*Required work*:
Using the records provided below, locate and copy each line that contains the word "warn".

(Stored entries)
-=-=-=-=-
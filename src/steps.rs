//! Built-in steps for the stock pipeline.
//!
//! These produce placeholder artifacts so the coordinator, queue and
//! monitors can run end to end without external model services. Real
//! deployments register their own [`Step`] implementations under the same
//! node names.

use std::sync::Arc;

use async_trait::async_trait;
use serde_json::{Map, Value, json};
use sessionflow_core::SessionState;
use sessionflow_store::ResultCache;
use sessionflow_workflow::{FnStep, Step, StepError, StepRegistry, StepResult};
use tracing::{debug, warn};

fn topic_of(state: &SessionState) -> Result<&str, StepError> {
    state.topic().ok_or_else(|| StepError::new("state has no topic"))
}

fn session_label(state: &SessionState) -> String {
    state
        .session_id
        .as_ref()
        .map_or_else(|| "anonymous".to_string(), ToString::to_string)
}

/// Splits the topic into research tasks.
fn plan(state: &SessionState) -> StepResult {
    let topic = topic_of(state)?;
    Ok(SessionState {
        tasks: Some(json!([
            format!("research background on {topic}"),
            format!("collect examples for {topic}"),
        ])),
        ..SessionState::default()
    })
}

/// Produces research notes per task, reusing cached notes for a topic.
pub struct ResearchStep {
    cache: ResultCache,
}

impl ResearchStep {
    pub const fn new(cache: ResultCache) -> Self {
        Self { cache }
    }

    fn cache_key(topic: &str) -> String {
        format!("research:{}", topic.to_lowercase())
    }
}

#[async_trait]
impl Step for ResearchStep {
    async fn run(&self, state: &SessionState) -> StepResult {
        let topic = topic_of(state)?;
        let key = Self::cache_key(topic);

        match self.cache.get_cached::<Map<String, Value>>(&key).await {
            Ok(Some(notes)) => {
                debug!(topic, "Reusing cached research");
                return Ok(SessionState {
                    research_results: Some(notes),
                    ..SessionState::default()
                });
            }
            Ok(None) => {}
            Err(e) => warn!(topic, error = %e, "Research cache unreadable"),
        }

        let tasks = state
            .tasks
            .as_ref()
            .and_then(Value::as_array)
            .cloned()
            .unwrap_or_default();
        let notes: Map<String, Value> = tasks
            .iter()
            .filter_map(Value::as_str)
            .map(|task| (task.to_string(), Value::String(format!("notes: {task}"))))
            .collect();

        if let Err(e) = self.cache.cache_result(&key, &notes).await {
            warn!(topic, error = %e, "Failed to cache research");
        }
        Ok(SessionState {
            research_results: Some(notes),
            ..SessionState::default()
        })
    }

    fn name(&self) -> &'static str {
        "researcher"
    }
}

fn code(state: &SessionState) -> StepResult {
    let findings = state.research_results.as_ref().map_or(0, Map::len);
    let mut results = Map::new();
    results.insert("analyzed_findings".to_string(), json!(findings));
    Ok(SessionState {
        code_results: Some(results),
        ..SessionState::default()
    })
}

fn report(state: &SessionState) -> StepResult {
    Ok(SessionState {
        report_paths: Some(json!([format!("reports/{}.md", session_label(state))])),
        ..SessionState::default()
    })
}

fn voice(state: &SessionState) -> StepResult {
    Ok(SessionState {
        audio_path: Some(format!("audio/{}.mp3", session_label(state))),
        ..SessionState::default()
    })
}

/// Registry holding a step for every node of the stock pipeline.
pub fn builtin_registry(cache: ResultCache) -> StepRegistry {
    StepRegistry::new()
        .with(Arc::new(FnStep::new("planner", plan)))
        .with(Arc::new(ResearchStep::new(cache)))
        .with(Arc::new(FnStep::new("coder", code)))
        .with(Arc::new(FnStep::new("reporter", report)))
        .with(Arc::new(FnStep::new("voice", voice)))
}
-=-=-=-=-
*Exercise result*:
use tracing::{debug, warn};
            Err(e) => warn!(topic, error = %e, "Research cache unreadable"),
            warn!(topic, error = %e, "Failed to cache research");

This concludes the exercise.